**Goal of the exercise**
Scan the entries below for the word "components" and copy every line in which it occurs.

***** The input

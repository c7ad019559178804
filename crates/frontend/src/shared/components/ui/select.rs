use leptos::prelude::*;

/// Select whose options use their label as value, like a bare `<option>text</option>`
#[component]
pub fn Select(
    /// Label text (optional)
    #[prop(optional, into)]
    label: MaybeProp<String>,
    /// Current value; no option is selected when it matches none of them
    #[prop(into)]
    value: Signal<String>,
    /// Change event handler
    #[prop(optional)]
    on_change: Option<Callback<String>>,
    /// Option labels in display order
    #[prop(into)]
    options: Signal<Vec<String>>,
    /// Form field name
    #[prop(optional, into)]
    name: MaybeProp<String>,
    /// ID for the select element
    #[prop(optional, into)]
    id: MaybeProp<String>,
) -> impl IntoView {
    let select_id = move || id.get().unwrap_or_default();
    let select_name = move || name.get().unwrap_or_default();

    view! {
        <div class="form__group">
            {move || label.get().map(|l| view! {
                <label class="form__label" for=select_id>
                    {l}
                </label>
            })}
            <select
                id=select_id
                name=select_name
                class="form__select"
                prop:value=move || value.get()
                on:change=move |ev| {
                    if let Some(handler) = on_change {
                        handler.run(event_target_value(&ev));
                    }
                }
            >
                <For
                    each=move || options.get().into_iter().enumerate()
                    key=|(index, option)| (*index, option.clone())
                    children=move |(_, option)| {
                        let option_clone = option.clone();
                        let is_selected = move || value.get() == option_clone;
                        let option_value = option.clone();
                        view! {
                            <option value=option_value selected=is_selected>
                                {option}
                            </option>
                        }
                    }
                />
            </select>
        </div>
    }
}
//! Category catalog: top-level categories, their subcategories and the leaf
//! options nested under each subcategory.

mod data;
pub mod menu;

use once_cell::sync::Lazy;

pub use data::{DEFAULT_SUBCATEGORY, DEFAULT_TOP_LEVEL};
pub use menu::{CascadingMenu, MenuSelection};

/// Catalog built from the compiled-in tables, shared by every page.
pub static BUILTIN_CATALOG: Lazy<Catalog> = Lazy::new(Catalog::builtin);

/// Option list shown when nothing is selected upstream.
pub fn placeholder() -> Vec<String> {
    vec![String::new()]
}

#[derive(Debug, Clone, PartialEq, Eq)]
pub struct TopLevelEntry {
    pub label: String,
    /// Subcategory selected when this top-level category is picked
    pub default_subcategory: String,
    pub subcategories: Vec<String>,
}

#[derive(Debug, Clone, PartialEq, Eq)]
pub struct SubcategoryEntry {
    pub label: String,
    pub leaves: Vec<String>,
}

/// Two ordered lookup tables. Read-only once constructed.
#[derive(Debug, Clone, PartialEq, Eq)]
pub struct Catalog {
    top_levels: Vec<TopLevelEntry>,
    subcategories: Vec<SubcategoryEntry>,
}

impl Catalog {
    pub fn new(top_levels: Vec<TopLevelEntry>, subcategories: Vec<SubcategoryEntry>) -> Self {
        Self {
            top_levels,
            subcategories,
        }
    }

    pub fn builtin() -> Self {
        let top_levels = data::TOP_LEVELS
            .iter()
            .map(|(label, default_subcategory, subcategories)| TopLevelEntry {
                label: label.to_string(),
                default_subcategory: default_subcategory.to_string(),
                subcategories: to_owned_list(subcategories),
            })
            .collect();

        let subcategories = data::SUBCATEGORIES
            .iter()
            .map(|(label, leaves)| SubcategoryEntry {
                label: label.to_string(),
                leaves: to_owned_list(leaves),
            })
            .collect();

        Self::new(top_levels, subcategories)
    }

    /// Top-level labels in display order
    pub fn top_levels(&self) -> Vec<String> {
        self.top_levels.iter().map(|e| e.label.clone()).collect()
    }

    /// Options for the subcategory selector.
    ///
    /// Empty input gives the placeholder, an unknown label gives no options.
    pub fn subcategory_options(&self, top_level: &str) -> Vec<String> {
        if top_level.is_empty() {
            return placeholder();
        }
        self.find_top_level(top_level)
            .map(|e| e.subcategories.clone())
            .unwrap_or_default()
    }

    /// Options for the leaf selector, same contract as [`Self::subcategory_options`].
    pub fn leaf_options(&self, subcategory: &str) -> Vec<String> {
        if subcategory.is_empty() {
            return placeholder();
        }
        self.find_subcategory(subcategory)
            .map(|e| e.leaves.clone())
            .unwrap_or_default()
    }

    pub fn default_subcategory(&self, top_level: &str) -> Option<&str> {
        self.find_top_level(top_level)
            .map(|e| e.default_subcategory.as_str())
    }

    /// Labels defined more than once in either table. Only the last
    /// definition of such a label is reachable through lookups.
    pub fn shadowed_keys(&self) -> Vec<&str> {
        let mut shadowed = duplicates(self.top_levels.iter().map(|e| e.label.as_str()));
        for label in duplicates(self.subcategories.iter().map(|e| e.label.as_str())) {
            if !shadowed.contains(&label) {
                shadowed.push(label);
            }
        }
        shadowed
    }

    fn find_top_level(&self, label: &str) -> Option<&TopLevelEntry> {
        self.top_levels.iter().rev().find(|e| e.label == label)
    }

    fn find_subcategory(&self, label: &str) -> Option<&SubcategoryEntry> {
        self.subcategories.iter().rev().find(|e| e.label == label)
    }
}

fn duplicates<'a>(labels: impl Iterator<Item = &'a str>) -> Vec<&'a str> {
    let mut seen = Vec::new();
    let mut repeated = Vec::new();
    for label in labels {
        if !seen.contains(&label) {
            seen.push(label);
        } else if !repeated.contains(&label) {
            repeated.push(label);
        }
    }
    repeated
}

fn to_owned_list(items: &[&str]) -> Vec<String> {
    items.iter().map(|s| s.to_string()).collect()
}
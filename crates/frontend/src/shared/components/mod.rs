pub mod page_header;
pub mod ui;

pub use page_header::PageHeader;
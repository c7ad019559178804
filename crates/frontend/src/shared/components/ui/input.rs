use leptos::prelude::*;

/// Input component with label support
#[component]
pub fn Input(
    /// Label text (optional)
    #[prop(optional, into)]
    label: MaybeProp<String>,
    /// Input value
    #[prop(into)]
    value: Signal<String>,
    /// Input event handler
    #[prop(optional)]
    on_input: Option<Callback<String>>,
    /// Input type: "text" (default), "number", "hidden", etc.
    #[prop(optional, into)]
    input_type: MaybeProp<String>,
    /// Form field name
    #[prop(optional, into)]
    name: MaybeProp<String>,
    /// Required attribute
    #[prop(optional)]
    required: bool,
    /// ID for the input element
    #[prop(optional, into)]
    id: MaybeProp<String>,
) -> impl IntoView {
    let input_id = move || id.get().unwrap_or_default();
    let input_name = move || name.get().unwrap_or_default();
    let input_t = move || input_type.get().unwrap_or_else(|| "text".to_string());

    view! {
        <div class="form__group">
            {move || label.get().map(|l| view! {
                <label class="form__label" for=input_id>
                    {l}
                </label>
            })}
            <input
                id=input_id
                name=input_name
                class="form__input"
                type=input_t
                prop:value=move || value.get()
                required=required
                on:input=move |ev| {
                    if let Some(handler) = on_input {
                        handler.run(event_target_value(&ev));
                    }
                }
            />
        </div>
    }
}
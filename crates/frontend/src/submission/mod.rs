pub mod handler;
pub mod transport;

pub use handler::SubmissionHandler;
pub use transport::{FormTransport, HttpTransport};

**********
***** The input

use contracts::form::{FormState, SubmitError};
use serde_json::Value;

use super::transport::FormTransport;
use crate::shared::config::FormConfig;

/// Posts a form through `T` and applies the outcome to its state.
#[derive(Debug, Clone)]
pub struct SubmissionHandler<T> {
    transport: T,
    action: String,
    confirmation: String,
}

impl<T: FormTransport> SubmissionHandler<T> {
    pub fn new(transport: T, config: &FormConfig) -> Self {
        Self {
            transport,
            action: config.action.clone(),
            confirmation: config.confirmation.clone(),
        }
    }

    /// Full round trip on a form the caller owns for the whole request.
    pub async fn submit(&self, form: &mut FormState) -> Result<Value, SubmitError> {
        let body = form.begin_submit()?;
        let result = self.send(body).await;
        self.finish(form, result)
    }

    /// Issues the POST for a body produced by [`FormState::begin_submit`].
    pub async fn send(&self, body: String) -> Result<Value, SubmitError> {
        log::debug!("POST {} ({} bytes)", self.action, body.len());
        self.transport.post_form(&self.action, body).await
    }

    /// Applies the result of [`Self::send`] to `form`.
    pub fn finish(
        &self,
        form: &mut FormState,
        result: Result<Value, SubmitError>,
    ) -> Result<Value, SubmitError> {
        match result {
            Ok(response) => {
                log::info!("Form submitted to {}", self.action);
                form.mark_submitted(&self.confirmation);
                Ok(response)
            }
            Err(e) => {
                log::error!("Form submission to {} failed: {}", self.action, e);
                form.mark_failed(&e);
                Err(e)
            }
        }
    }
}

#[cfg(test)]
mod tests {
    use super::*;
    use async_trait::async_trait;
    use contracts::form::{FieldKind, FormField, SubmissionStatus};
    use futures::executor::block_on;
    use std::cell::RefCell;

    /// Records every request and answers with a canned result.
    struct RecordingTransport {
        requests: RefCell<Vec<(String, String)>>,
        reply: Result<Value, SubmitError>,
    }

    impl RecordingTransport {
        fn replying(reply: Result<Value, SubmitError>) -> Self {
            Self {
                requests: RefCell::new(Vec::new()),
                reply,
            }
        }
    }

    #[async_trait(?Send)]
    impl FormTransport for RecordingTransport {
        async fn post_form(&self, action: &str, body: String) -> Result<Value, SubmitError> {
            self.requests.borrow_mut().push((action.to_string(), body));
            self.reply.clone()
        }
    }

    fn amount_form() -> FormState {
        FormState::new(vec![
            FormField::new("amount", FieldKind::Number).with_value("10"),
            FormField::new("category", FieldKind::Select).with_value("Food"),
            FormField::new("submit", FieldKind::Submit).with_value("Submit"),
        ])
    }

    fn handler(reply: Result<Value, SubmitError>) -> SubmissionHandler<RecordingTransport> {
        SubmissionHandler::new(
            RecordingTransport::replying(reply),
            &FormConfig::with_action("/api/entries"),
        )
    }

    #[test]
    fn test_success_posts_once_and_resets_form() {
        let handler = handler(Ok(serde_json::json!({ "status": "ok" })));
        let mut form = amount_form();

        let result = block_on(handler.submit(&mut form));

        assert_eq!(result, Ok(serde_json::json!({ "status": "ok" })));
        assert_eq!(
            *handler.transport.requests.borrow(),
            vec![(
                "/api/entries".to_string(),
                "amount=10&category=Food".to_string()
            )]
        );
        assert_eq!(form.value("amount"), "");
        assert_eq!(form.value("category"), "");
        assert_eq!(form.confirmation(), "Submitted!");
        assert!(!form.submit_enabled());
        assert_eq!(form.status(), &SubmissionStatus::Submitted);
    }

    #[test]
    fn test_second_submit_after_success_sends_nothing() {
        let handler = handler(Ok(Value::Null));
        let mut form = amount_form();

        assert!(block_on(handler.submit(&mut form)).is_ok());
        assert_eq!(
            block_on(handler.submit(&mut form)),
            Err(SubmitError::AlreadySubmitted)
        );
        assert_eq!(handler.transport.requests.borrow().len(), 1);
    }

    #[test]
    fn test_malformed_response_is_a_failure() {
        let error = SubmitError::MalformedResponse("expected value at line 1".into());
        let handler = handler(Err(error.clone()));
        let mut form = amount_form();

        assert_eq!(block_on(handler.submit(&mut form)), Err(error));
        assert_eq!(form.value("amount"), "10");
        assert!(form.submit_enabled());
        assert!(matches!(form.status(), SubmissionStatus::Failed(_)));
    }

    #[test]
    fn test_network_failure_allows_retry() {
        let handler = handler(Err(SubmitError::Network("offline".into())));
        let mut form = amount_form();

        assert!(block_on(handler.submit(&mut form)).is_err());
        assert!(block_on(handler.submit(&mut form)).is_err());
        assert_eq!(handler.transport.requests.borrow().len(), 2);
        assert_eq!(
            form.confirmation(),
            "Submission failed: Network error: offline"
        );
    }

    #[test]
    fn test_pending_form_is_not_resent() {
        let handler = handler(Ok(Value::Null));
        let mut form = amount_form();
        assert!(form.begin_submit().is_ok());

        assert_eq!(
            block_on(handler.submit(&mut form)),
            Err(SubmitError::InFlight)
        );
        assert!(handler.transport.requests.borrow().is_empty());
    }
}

**********

**Expected answer**
filename crates/frontend/src/shared/components/ui/select.rs
filename crates/frontend/src/shared/components/mod.rs
filename crates/frontend/src/shared/components/ui/input.rs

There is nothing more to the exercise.